# Waterfowl hunting on Lk St Helen



## karl (Oct 21, 2009)

I've heard for years now that you can't hunt Lake St Helen because some sportsman's hunt club with very limited membership and fee's in the several thousands has the hunting rights. I also know they have leased all the state land undeveloped shoreline around the lake. Here's my questions- How can that be with the lake being owned by the people of Michigan? Also, if it's true, who on the states side made the call so that his/her employers (the people of michigan) can determine if that persons services are needed any longer? What can be done to return the hunting rights to the people of michigan rather than a group of 20 rich guys? Boy this really sticks in my craw.


----------



## Linda G. (Mar 28, 2002)

Years ago I wrote an article about this outrage for Michigan Outdoor News. Had something to with a court case or something like that way back in the 30's, as I recall. Contact your local DNR law enforcement CO, they know what it was.


----------



## karl (Oct 21, 2009)

I went to the Outdoor News website but I couldn't find it. Would you have a link to it?


----------



## Linda G. (Mar 28, 2002)

Had to be 2000, 2001, era. Doubt they keep archives that long. Get hold of the editor, Bill Parker, he might remember it and still have it, but I doubt it. I might have it at home in my personal archives somewhere, but maybe not, that was two computers ago. 

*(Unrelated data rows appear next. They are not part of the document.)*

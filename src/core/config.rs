//! The immutable configuration snapshot.

use crate::converter::{DynConverter, TargetType};
use crate::error::{ConfigError, Result};
use crate::sources::ConfigSource;
use config::{Map, Value, ValueKind};
use serde::de::DeserializeOwned;
use std::any::Any;
use std::collections::{BTreeSet, HashMap};
use std::fmt;
use std::sync::Arc;

/// An immutable view over ordered sources and per-type converters.
///
/// Produced by [`ConfigBuilder::build`](super::ConfigBuilder::build). Sources are held in
/// descending ordinal order, so the first source defining a key provides its value.
/// Cloning is cheap and clones share the same sources and converters, so a `Config` can
/// be handed to any number of threads.
///
/// # Examples
///
/// ```rust
/// use ordinal_config::prelude::*;
/// use ordinal_config::sources::MapConfigSource;
///
/// let config = Config::builder()
///     .with_source(MapConfigSource::new("defaults").with_property("port", "8080"))
///     .with_source(
///         MapConfigSource::new("overrides")
///             .with_ordinal(200)
///             .with_property("port", "9090"),
///     )
///     .with_converter::<u16, _>(100, FromStrConverter::<u16>::new())
///     .build()?;
///
/// assert_eq!(config.value::<u16>("port")?, 9090);
/// # Ok::<(), ConfigError>(())
/// ```
#[derive(Clone)]
pub struct Config {
    sources: Arc<[Arc<dyn ConfigSource>]>,
    converters: Arc<HashMap<TargetType, Arc<dyn DynConverter>>>,
}

impl Config {
    pub(crate) fn new(
        sources: Vec<Arc<dyn ConfigSource>>,
        converters: HashMap<TargetType, Arc<dyn DynConverter>>,
    ) -> Self {
        Self {
            sources: sources.into(),
            converters: Arc::new(converters),
        }
    }

    /// The sources, highest ordinal first.
    pub fn sources(&self) -> &[Arc<dyn ConfigSource>] {
        &self.sources
    }

    /// The converter registered for `target`.
    pub fn converter(&self, target: TargetType) -> Option<&Arc<dyn DynConverter>> {
        self.converters.get(&target)
    }

    /// The converter registered for `T`.
    pub fn converter_for<T: 'static>(&self) -> Option<&Arc<dyn DynConverter>> {
        self.converter(TargetType::of::<T>())
    }

    /// Every type a converter is registered for.
    pub fn converter_types(&self) -> impl Iterator<Item = TargetType> + '_ {
        self.converters.keys().copied()
    }

    /// The raw value of `key` from the highest-ordinal source that defines it.
    pub fn raw_value(&self, key: &str) -> Option<String> {
        self.sources.iter().find_map(|source| source.value(key))
    }

    /// The value of `key` converted to `T`.
    ///
    /// Uses the converter registered for `T`; a `String` without a registered converter
    /// is the raw value.
    ///
    /// # Errors
    ///
    /// Returns an error if:
    /// - No source defines `key`
    /// - No converter is registered for `T`
    /// - The converter rejects the value
    pub fn value<T: 'static>(&self, key: &str) -> Result<T> {
        self.optional_value(key)?
            .ok_or_else(|| ConfigError::NoSuchProperty(key.to_string()))
    }

    /// Like [`value`](Self::value), but a missing property is `Ok(None)`.
    ///
    /// # Errors
    ///
    /// Returns an error if no converter is registered for `T` or the converter rejects
    /// the value.
    pub fn optional_value<T: 'static>(&self, key: &str) -> Result<Option<T>> {
        let Some(raw) = self.raw_value(key) else {
            return Ok(None);
        };

        let converted: Box<dyn Any> = match self.converter_for::<T>() {
            Some(converter) => converter.convert_any(&raw).map_err(|e| e.for_key(key))?,
            None if TargetType::of::<T>().is::<String>() => Box::new(raw),
            None => return Err(ConfigError::MissingConverter(std::any::type_name::<T>())),
        };

        converted.downcast::<T>().map(|value| Some(*value)).map_err(|_| {
            ConfigError::ConversionError {
                key: key.to_string(),
                reason: format!(
                    "converter registered for {} produced a different type",
                    std::any::type_name::<T>()
                ),
            }
        })
    }

    /// Every key defined by any source.
    pub fn property_names(&self) -> BTreeSet<String> {
        self.sources
            .iter()
            .flat_map(|source| source.properties().into_keys())
            .collect()
    }

    /// Deserialize the merged properties into `T`.
    ///
    /// Sources are applied lowest ordinal first, so higher-ordinal sources override.
    /// Dotted keys become nested structures (`server.port` fills `server: { port }`).
    /// Keys keep their case. Keys with an empty segment (`a..b`, `.a`, `a.`) cannot be
    /// placed in the tree and are skipped.
    ///
    /// # Errors
    ///
    /// Returns an error if deserialization fails.
    pub fn bind<T: DeserializeOwned>(&self) -> Result<T> {
        let mut root = Map::new();

        for source in self.sources.iter().rev() {
            for (key, value) in source.properties() {
                let segments: Vec<&str> = key.split('.').collect();
                if segments.iter().any(|segment| segment.is_empty()) {
                    tracing::debug!(source = %source.name(), key = %key, "skipping unbindable key");
                    continue;
                }
                insert_path(&mut root, &segments, value);
            }
        }

        Value::new(None, ValueKind::Table(root))
            .try_deserialize::<T>()
            .map_err(|e| {
                ConfigError::DeserializationError(format!(
                    "Failed to deserialize configuration: {}",
                    e
                ))
            })
    }
}

/// Place `value` at `segments`, replacing whatever non-table value is in the way.
fn insert_path(table: &mut Map<String, Value>, segments: &[&str], value: String) {
    let Some((last, parents)) = segments.split_last() else {
        return;
    };

    let mut current = table;
    for segment in parents {
        let entry = current
            .entry(segment.to_string())
            .or_insert_with(|| Value::new(None, ValueKind::Table(Map::new())));
        if !matches!(entry.kind, ValueKind::Table(_)) {
            entry.kind = ValueKind::Table(Map::new());
        }
        current = match &mut entry.kind {
            ValueKind::Table(child) => child,
            _ => return,
        };
    }

    current.insert(last.to_string(), Value::new(None, ValueKind::String(value)));
}

impl fmt::Debug for Config {
    fn fmt(&self, f: &mut fmt::Formatter<'_>) -> fmt::Result {
        f.debug_struct("Config")
            .field(
                "sources",
                &self
                    .sources
                    .iter()
                    .map(|s| (s.name(), s.ordinal()))
                    .collect::<Vec<_>>(),
            )
            .field("converters", &self.converters.keys().collect::<Vec<_>>())
            .finish()
    }
}

#[cfg(test)]
mod tests {
    use super::*;
    use crate::converter::{AnyValue, BoolConverter, FromStrConverter, RawConverter, TypedConverter};
    use crate::sources::MapConfigSource;
    use serde::Deserialize;

    fn config() -> Config {
        let high: Arc<dyn ConfigSource> = Arc::new(
            MapConfigSource::new("high")
                .with_ordinal(200)
                .with_property("server.port", "9090")
                .with_property("debug", "yes"),
        );
        let low: Arc<dyn ConfigSource> = Arc::new(
            MapConfigSource::new("low")
                .with_property("server.port", "8080")
                .with_property("server.host", "localhost")
                .with_property("name", "svc"),
        );

        let mut converters: HashMap<TargetType, Arc<dyn DynConverter>> = HashMap::new();
        converters.insert(
            TargetType::of::<u16>(),
            Arc::new(TypedConverter::new(FromStrConverter::<u16>::new())),
        );
        converters.insert(TargetType::of::<bool>(), Arc::new(TypedConverter::new(BoolConverter)));

        Config::new(vec![high, low], converters)
    }

    #[derive(Debug, Deserialize, PartialEq)]
    struct ServerConfig {
        port: u16,
        host: String,
    }

    #[derive(Debug, Deserialize, PartialEq)]
    struct AppConfig {
        server: ServerConfig,
        name: String,
    }

    #[test]
    fn test_raw_value_first_source_wins() {
        let config = config();
        assert_eq!(config.raw_value("server.port").as_deref(), Some("9090"));
        assert_eq!(config.raw_value("server.host").as_deref(), Some("localhost"));
        assert_eq!(config.raw_value("missing"), None);
    }

    #[test]
    fn test_typed_values() {
        let config = config();
        assert_eq!(config.value::<u16>("server.port").unwrap(), 9090);
        assert!(config.value::<bool>("debug").unwrap());
        assert_eq!(config.value::<String>("name").unwrap(), "svc");
    }

    #[test]
    fn test_missing_property() {
        let config = config();
        assert!(matches!(
            config.value::<u16>("nope"),
            Err(ConfigError::NoSuchProperty(_))
        ));
        assert_eq!(config.optional_value::<u16>("nope").unwrap(), None);
    }

    #[test]
    fn test_missing_converter() {
        let config = config();
        assert!(matches!(
            config.value::<f64>("server.port"),
            Err(ConfigError::MissingConverter(_))
        ));
    }

    #[test]
    fn test_conversion_error_names_key() {
        let config = config();
        let err = config.value::<u16>("server.host").unwrap_err();
        assert!(matches!(err, ConfigError::ConversionError { ref key, .. } if key == "server.host"));
    }

    #[test]
    fn test_mismatched_converter_output() {
        let mut converters: HashMap<TargetType, Arc<dyn DynConverter>> = HashMap::new();
        converters.insert(
            TargetType::of::<i64>(),
            Arc::new(RawConverter::new("liar", |v| Ok(Box::new(v.to_string()) as AnyValue))),
        );
        let source: Arc<dyn ConfigSource> = Arc::new(MapConfigSource::new("m").with_property("n", "1"));
        let config = Config::new(vec![source], converters);

        assert!(matches!(
            config.value::<i64>("n"),
            Err(ConfigError::ConversionError { .. })
        ));
    }

    #[test]
    fn test_property_names() {
        let names = config().property_names();
        let expected: BTreeSet<String> = ["debug", "name", "server.host", "server.port"]
            .into_iter()
            .map(String::from)
            .collect();
        assert_eq!(names, expected);
    }

    #[test]
    fn test_bind_respects_ordinals() {
        let app: AppConfig = config().bind().unwrap();
        assert_eq!(
            app,
            AppConfig {
                server: ServerConfig {
                    port: 9090,
                    host: "localhost".into(),
                },
                name: "svc".into(),
            }
        );
    }

    #[derive(Debug, Deserialize, PartialEq)]
    struct NamedConfig {
        name: String,
    }

    #[allow(non_snake_case)]
    #[derive(Debug, Deserialize, PartialEq)]
    struct CasedConfig {
        serverPort: u16,
        APP_MODE: String,
    }

    fn single_source(source: MapConfigSource) -> Config {
        Config::new(vec![Arc::new(source) as Arc<dyn ConfigSource>], HashMap::new())
    }

    #[test]
    fn test_bind_ignores_keys_that_are_not_paths() {
        let config = single_source(
            MapConfigSource::new("m")
                .with_property("BASH_FUNC_foo%%", "() {  echo hi\n}")
                .with_property("odd key (x)", "1")
                .with_property("a..b", "2")
                .with_property("name", "svc"),
        );

        let bound: NamedConfig = config.bind().unwrap();
        assert_eq!(bound.name, "svc");
    }

    #[test]
    fn test_bind_preserves_key_case() {
        let config = single_source(
            MapConfigSource::new("m")
                .with_property("serverPort", "1")
                .with_property("APP_MODE", "prod"),
        );

        let bound: CasedConfig = config.bind().unwrap();
        assert_eq!(bound.serverPort, 1);
        assert_eq!(bound.APP_MODE, "prod");
    }

    #[test]
    fn test_bind_higher_ordinal_replaces_scalar_with_table() {
        let high: Arc<dyn ConfigSource> = Arc::new(
            MapConfigSource::new("high")
                .with_ordinal(200)
                .with_property("server.port", "9090")
                .with_property("server.host", "h"),
        );
        let low: Arc<dyn ConfigSource> =
            Arc::new(MapConfigSource::new("low").with_property("server", "flat"));
        let config = Config::new(vec![high, low], HashMap::new());

        #[derive(Debug, Deserialize)]
        struct Wrapper {
            server: ServerConfig,
        }
        let bound: Wrapper = config.bind().unwrap();
        assert_eq!(bound.server.port, 9090);
    }

    #[test]
    fn test_clone_shares_state() {
        let config = config();
        let clone = config.clone();
        assert!(Arc::ptr_eq(&config.sources[0], &clone.sources[0]));
        assert_eq!(clone.converter_types().count(), 2);
    }

    #[test]
    fn test_config_is_send_sync() {
        fn assert_send_sync<T: Send + Sync>() {}
        assert_send_sync::<Config>();
    }
}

Again, your best bet is to try your local DNR law enforcement officer...


----------



## swampbuck (Dec 23, 2004)

The original owner of lake St. Helen (timber or railroad co.) included the bottomlands of all of Lk. St Helen when the Carter family purchased the west side( it was more but thats what they have now.) of the lake from them. The court ruled that it included exclusive hunting rights. Trivia....That would be Charlton Hestons family.

Considering that they own all the bottom lands, Its probably a good thing that hunting access was the ONLY thing the court addressed.


----------